_Description of the task_
Scan the entries below for the string "ToSchema" and copy every line where it turns up.

_Material for the task_
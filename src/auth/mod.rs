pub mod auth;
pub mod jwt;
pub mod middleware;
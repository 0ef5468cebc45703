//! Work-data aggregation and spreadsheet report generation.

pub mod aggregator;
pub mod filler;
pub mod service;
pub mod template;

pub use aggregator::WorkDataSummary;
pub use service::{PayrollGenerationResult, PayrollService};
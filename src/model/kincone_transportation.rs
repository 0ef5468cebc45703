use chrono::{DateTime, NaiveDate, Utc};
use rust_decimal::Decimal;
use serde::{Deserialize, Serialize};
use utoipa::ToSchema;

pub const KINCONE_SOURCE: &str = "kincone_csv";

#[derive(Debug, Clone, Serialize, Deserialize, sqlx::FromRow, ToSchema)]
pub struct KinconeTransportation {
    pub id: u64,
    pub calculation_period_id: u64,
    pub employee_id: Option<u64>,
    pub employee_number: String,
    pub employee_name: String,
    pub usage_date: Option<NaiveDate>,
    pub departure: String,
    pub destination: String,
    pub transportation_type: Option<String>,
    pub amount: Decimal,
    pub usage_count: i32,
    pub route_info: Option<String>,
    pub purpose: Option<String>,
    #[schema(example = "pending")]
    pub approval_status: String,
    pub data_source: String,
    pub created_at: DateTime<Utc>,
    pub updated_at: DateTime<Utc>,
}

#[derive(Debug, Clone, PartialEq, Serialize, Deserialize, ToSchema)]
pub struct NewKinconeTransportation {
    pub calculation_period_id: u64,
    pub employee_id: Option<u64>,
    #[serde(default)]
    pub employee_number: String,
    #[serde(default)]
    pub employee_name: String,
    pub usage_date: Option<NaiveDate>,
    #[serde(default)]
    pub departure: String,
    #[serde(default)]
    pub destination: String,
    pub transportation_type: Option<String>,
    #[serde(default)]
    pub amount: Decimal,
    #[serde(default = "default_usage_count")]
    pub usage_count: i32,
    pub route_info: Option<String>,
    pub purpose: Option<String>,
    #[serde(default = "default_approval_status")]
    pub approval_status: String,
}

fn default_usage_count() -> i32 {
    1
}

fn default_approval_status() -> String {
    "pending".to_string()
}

_Result_
use utoipa::ToSchema;
#[derive(Debug, Clone, Serialize, Deserialize, sqlx::FromRow, ToSchema)]
#[derive(Debug, Clone, PartialEq, Serialize, Deserialize, ToSchema)]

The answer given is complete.